Public certificate authorities seem to always include the basic constraints extension. Why is this a best practice? What is the risk for a PKI to issuing end-entity certificates that don't have ‘certificate signing’ in the key usage list but lack the basic constraints extension?

I have read parts of https://www.ietf.org/rfc/rfc5280.txt. From what I understand, CA certificates must have the keyCertSign bit and critical basic constraints extension. I still wonder if certificates for TLS or Code Signing must have the basic constraints extension, because the key usage bits already seem to prevent misuse. If it is because of certain legacy implementations, I would like to know which ones.

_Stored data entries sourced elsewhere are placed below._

impl LoraModule {
    /// Create a module for `org`.
    ///
    /// Down weights use Kaiming-uniform initialization (bound
    /// `1 / sqrt(fan_in)`), up weights are zero so the initial delta is
    /// exactly zero.
    pub fn new(name: impl Into<String>, org: SharedLayer, config: LoraModuleConfig) -> Result<Self> {
        let name = name.into();
        let geometry = org.borrow().geometry();
        let rank = config.rank;
        if rank <= 0 {
            return Err(LoraError::InvalidState(format!(
                "{name}: rank must be positive, got {rank}"
            )));
        }

        let in_dim = geometry.in_dim();
        let out_dim = geometry.out_dim();

        let weights = match config.split_dims {
            Some(ref split_dims) => {
                if !geometry.is_linear() {
                    return Err(LoraError::InvalidSplit(format!(
                        "{name}: split dims are only supported for Linear"
                    )));
                }
                let total: i32 = split_dims.iter().sum();
                if split_dims.is_empty() || total != out_dim {
                    return Err(LoraError::InvalidSplit(format!(
                        "{name}: sum of split dims {split_dims:?} must equal out dim {out_dim}"
                    )));
                }
                let bound = 1.0 / (in_dim as f32).sqrt();
                let downs = split_dims
                    .iter()
                    .map(|_| mlx_rs::random::uniform::<_, f32>(-bound, bound, &[rank, in_dim], None))
                    .collect::<std::result::Result<Vec<_>, _>>()?;
                let ups = split_dims
                    .iter()
                    .map(|&d| mlx_rs::ops::zeros::<f32>(&[d, rank]))
                    .collect::<std::result::Result<Vec<_>, _>>()?;
                LoraWeights::Split { downs, ups }
            }
            None => match geometry {
                LayerGeometry::Linear { .. } => {
                    let bound = 1.0 / (in_dim as f32).sqrt();
                    LoraWeights::Dense {
                        down: mlx_rs::random::uniform::<_, f32>(
                            -bound,
                            bound,
                            &[rank, in_dim],
                            None,
                        )?,
                        up: mlx_rs::ops::zeros::<f32>(&[out_dim, rank])?,
                    }
                }
                LayerGeometry::Conv2d {
                    kernel: (kh, kw), ..
                } => {
                    let bound = 1.0 / ((in_dim * kh * kw) as f32).sqrt();
                    LoraWeights::Dense {
                        down: mlx_rs::random::uniform::<_, f32>(
                            -bound,
                            bound,
                            &[rank, in_dim, kh, kw],
                            None,
                        )?,
                        up: mlx_rs::ops::zeros::<f32>(&[out_dim, rank, 1, 1])?,
                    }
                }
            },
        };

        let alpha = match config.alpha {
            Some(a) if a != 0.0 => a,
            _ => rank as f32,
        };

        let variant = match config.kind {
            ModuleKind::Training => ModuleVariant::Training {
                dropout: config.dropout,
                training: true,
            },
            ModuleKind::Inference => ModuleVariant::Inference { enabled: true },
        };

        Ok(Self {
            name,
            org,
            geometry,
            rank,
            alpha,
            scale: alpha / rank as f32,
            multiplier: config.multiplier,
            split_dims: config.split_dims,
            weights,
            variant,
        })
    }

    /// Adapter name.
    pub fn name(&self) -> &str {
        &self.name
    }

    /// The base layer this module targets.
    pub fn org(&self) -> &SharedLayer {
        &self.org
    }

    /// Geometry of the target layer.
    pub fn geometry(&self) -> LayerGeometry {
        self.geometry
    }

    /// Bottleneck rank.
    pub fn rank(&self) -> i32 {
        self.rank
    }

    /// Alpha as stored alongside the weights.
    pub fn alpha(&self) -> f32 {
        self.alpha
    }

    /// `alpha / rank` fixed at construction.
    pub fn scale(&self) -> f32 {
        self.scale
    }

    /// Output multiplier.
    pub fn multiplier(&self) -> f32 {
        self.multiplier
    }

    /// Set the output multiplier.
    pub fn set_multiplier(&mut self, multiplier: f32) {
        self.multiplier = multiplier;
    }

    /// Split dimensions, in split mode.
    pub fn split_dims(&self) -> Option<&[i32]> {
        self.split_dims.as_deref()
    }

    /// Whether this module has several branches.
    pub fn is_split(&self) -> bool {
        self.split_dims.is_some()
    }

    /// Decomposition weights.
    pub fn weights(&self) -> &LoraWeights {
        &self.weights
    }

    /// Runtime variant.
    pub fn variant(&self) -> &ModuleVariant {
        &self.variant
    }

    /// Whether the adapter contributes to forward passes.
    pub fn is_enabled(&self) -> bool {
        match self.variant {
            ModuleVariant::Inference { enabled } => enabled,
            ModuleVariant::Training { .. } => true,
        }
    }

    /// Enable or disable the adapter. Inference variant only.
    pub fn set_enabled(&mut self, value: bool) -> Result<()> {
        match self.variant {
            ModuleVariant::Inference { ref mut enabled } => {
                *enabled = value;
                Ok(())
            }
            ModuleVariant::Training { .. } => Err(LoraError::InvalidState(format!(
                "{}: training modules cannot be disabled",
                self.name
            ))),
        }
    }

    /// Whether dropout is active.
    pub fn is_training(&self) -> bool {
        matches!(self.variant, ModuleVariant::Training { training: true, .. })
    }

    /// Switch between train and eval mode. No effect on inference modules.
    pub fn set_training(&mut self, value: bool) {
        if let ModuleVariant::Training {
            ref mut training, ..
        } = self.variant
        {
            *training = value;
        }
    }

    /// Forward pass: base output plus the scaled adapter delta.
    pub fn forward(&self, x: &Array) -> Result<Array> {
        let base = self.org.borrow().forward(x)?;

        let dropout = match self.variant {
            ModuleVariant::Inference { enabled: false } => return Ok(base),
            ModuleVariant::Inference { enabled: true } => DropoutConfig::default(),
            ModuleVariant::Training { training: false, .. } => DropoutConfig::default(),
            ModuleVariant::Training {
                training: true,
                dropout,
            } => dropout,
        };

        if let Some(p) = dropout.module_dropout {
            let draw = mlx_rs::random::uniform::<_, f32>(0.0, 1.0, &[1], None)?;
            if draw.item::<f32>() < p {
                return Ok(base);
            }
        }

        let mut scale = self.scale;
        if let Some(p) = dropout.rank_dropout {
            scale /= 1.0 - p;
        }

        let lx = match self.weights {
            LoraWeights::Dense { ref down, ref up } => {
                let lx = self.down_forward(x, down)?;
                let lx = apply_dropout(&lx, &dropout, self.rank)?;
                self.up_forward(&lx, up)?
            }
            LoraWeights::Split { ref downs, ref ups } => {
                let branches = downs
                    .iter()
                    .zip(ups)
                    .map(|(down, up)| {
                        let lx = self.down_forward(x, down)?;
                        let lx = apply_dropout(&lx, &dropout, self.rank)?;
                        self.up_forward(&lx, up)
                    })
                    .collect::<Result<Vec<_>>>()?;
                let refs: Vec<&Array> = branches.iter().collect();
                mlx_rs::ops::concatenate_axis(&refs, -1)?
            }
        };

        let factor = Array::from_f32(self.multiplier * scale);
        Ok(base.add(&lx.multiply(&factor)?)?)
    }

    fn down_forward(&self, x: &Array, down: &Array) -> Result<Array> {
        match self.geometry {
            LayerGeometry::Linear { .. } => Ok(x.matmul(&down.t())?),
            LayerGeometry::Conv2d {
                stride, padding, ..
            } => conv2d_nchw(x, down, stride, padding),
        }
    }

    fn up_forward(&self, lx: &Array, up: &Array) -> Result<Array> {
        match self.geometry {
            LayerGeometry::Linear { .. } => Ok(lx.matmul(&up.t())?),
            LayerGeometry::Conv2d { .. } => conv2d_nchw(lx, up, (1, 1), (0, 0)),
        }
    }

    /// Unscaled dense delta of the current weights, in f32.
    pub fn delta(&self, device: Device) -> Result<Array> {
        match self.weights {
            LoraWeights::Dense { ref down, ref up } => dense_delta(up, down, device),
            LoraWeights::Split { ref downs, ref ups } => split_delta(ups, downs, device),
        }
    }

    /// Scaled dense delta without touching the base weight.
    ///
    /// Uses `multiplier` when given, the module's own multiplier otherwise.
    pub fn get_weight(&self, multiplier: Option<f32>) -> Result<Array> {
        let multiplier = multiplier.unwrap_or(self.multiplier);
        let delta = self.delta(Device::default())?;
        Ok(delta.multiply(&Array::from_f32(multiplier * self.scale))?)
    }

    /// Fold a decomposition from `weights` into the base layer.
    ///
    /// `weights` is restricted to this module's keys with the name prefix
    /// removed: `lora_down.weight` / `lora_up.weight`, or for split modules
    /// `lora_down.{i}.weight` / `lora_up.{i}.weight`. The delta is computed
    /// in f32 on `device` and the merged weight is stored as `dtype`, or in
    /// the base weight's own dtype when `None`.
    pub fn merge_to(
        &self,
        weights: &HashMap<String, Array>,
        dtype: Option<MlxDtype>,
        device: Device,
    ) -> Result<()> {
        let delta = match (weights.get("lora_down.weight"), weights.get("lora_up.weight")) {
            (Some(down), Some(up)) => dense_delta(up, down, device)?,
            _ => match self.split_dims {
                Some(ref split_dims) => {
                    let mut downs = Vec::with_capacity(split_dims.len());
                    let mut ups = Vec::with_capacity(split_dims.len());
                    for i in 0..split_dims.len() {
                        downs.push(self.required(weights, &format!("lora_down.{i}.weight"))?);
                        ups.push(self.required(weights, &format!("lora_up.{i}.weight"))?);
                    }
                    split_delta(&ups, &downs, device)?
                }
                None => {
                    return Err(LoraError::MissingWeight(format!(
                        "{}.lora_down.weight",
                        self.name
                    )))
                }
            },
        };

        let delta = delta.multiply(&Array::from_f32(self.multiplier * self.scale))?;
        self.org.borrow_mut().merge_delta(&delta, dtype)?;
        debug!("merged {}", self.name);
        Ok(())
    }

    fn required(&self, weights: &HashMap<String, Array>, key: &str) -> Result<Array> {
        weights
            .get(key)
            .cloned()
            .ok_or_else(|| LoraError::MissingWeight(format!("{}.{key}", self.name)))
    }

    /// Fold the current delta into the base weight and disable the adapter.
    pub fn pre_calculation(&mut self) -> Result<()> {
        if !matches!(self.variant, ModuleVariant::Inference { .. }) {
            return Err(LoraError::InvalidState(format!(
                "{}: pre-calculation needs an inference module",
                self.name
            )));
        }
        let weight = self.get_weight(None)?;
        self.org.borrow_mut().merge_delta(&weight, None)?;
        self.set_enabled(false)
    }

    /// Trainable tensors keyed by their name relative to the module.
    pub fn named_parameters(&self) -> Vec<(String, Array)> {
        match self.weights {
            LoraWeights::Dense { ref down, ref up } => vec![
                ("lora_down.weight".to_string(), down.clone()),
                ("lora_up.weight".to_string(), up.clone()),
            ],
            LoraWeights::Split { ref downs, ref ups } => {
                let mut out = Vec::with_capacity(downs.len() + ups.len());
                for (i, down) in downs.iter().enumerate() {
                    out.push((format!("lora_down.{i}.weight"), down.clone()));
                }
                for (i, up) in ups.iter().enumerate() {
                    out.push((format!("lora_up.{i}.weight"), up.clone()));
                }
                out
            }
        }
    }

    /// In-memory state: parameters plus the `alpha` scalar.
    pub fn state_dict(&self) -> Vec<(String, Array)> {
        let mut out = self.named_parameters();
        out.push(("alpha".to_string(), Array::from_f32(self.alpha)));
        out
    }

    /// Replace one tensor by its relative key.
    ///
    /// Returns `false` for keys this module does not own. Loading `alpha`
    /// updates the stored value but not the scale fixed at construction.
    pub fn set_tensor(&mut self, key: &str, value: Array) -> Result<bool> {
        if key == "alpha" {
            let value = value.as_dtype(MlxDtype::Float32)?;
            self.alpha = value.item::<f32>();
            return Ok(true);
        }

        let slot = match tensor_mut(&mut self.weights, key) {
            Some(slot) => slot,
            None => return Ok(false),
        };
        if slot.shape() != value.shape() {
            return Err(LoraError::ShapeMismatch(format!(
                "{}.{key}: expected {:?}, got {:?}",
                self.name,
                slot.shape(),
                value.shape()
            )));
        }
        *slot = value;
        Ok(true)
    }

    /// Multiply every down and up tensor by `factor`.
    pub fn scale_weights(&mut self, factor: f32) -> Result<()> {
        let factor = Array::from_f32(factor);
        match self.weights {
            LoraWeights::Dense {
                ref mut down,
                ref mut up,
            } => {
                *down = down.multiply(&factor)?;
                *up = up.multiply(&factor)?;
            }
            LoraWeights::Split {
                ref mut downs,
                ref mut ups,
            } => {
                for w in downs.iter_mut().chain(ups.iter_mut()) {
                    *w = w.multiply(&factor)?;
                }
            }
        }
        Ok(())
    }

    /// Number of trainable scalars.
    pub fn num_parameters(&self) -> usize {
        self.named_parameters()
            .iter()
            .map(|(_, a)| a.size())
            .sum()
    }
}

As experiment, I issued a certificate from an intermediate certificate without the basic constraints extension and with key usage ‘Digital Signature, Key Encipherment (a0)’. For this invalid certificate in the chain, Windows certificate viewer says 'This certificate does not appear to be valid for the selected purpose'. So, I can't find a specific exploit for this certificate in the current Windows implementation, but am not sure if it is vulnerable for other uses.

dave_thompson_085 avatar
cn flag
Although the border between crypto and security is often fuzzy, I would say this belongs on the security side, where certs and particularly CA certs are discussed a _lot_; **for this case see** the links I collected at https://security.stackexchange.com/questions/249347/what-differentiates-a-ca-cert-from-a-server-cert .
Score:0
ru flag

The vulnerability is implementation specific; some implementations will conservatively check key usage, some will not. Failure by CAs to complete the basic constraints field and failure by browsers to check the field was famously exploited by Moxie Marlinspike and his sslsniff tool (see the slides from his BlackHat talk in 2009). Since that talk a great deal more effort goes into ensuring these fields are validated and checked, however anyone using a legacy browser is potentially still vulnerable (Marlinspike mentions IE, Konqueror and OpenSSL as initially vulnerable and ominously adds "You'd be surprised who still doesn't check basic constraints.").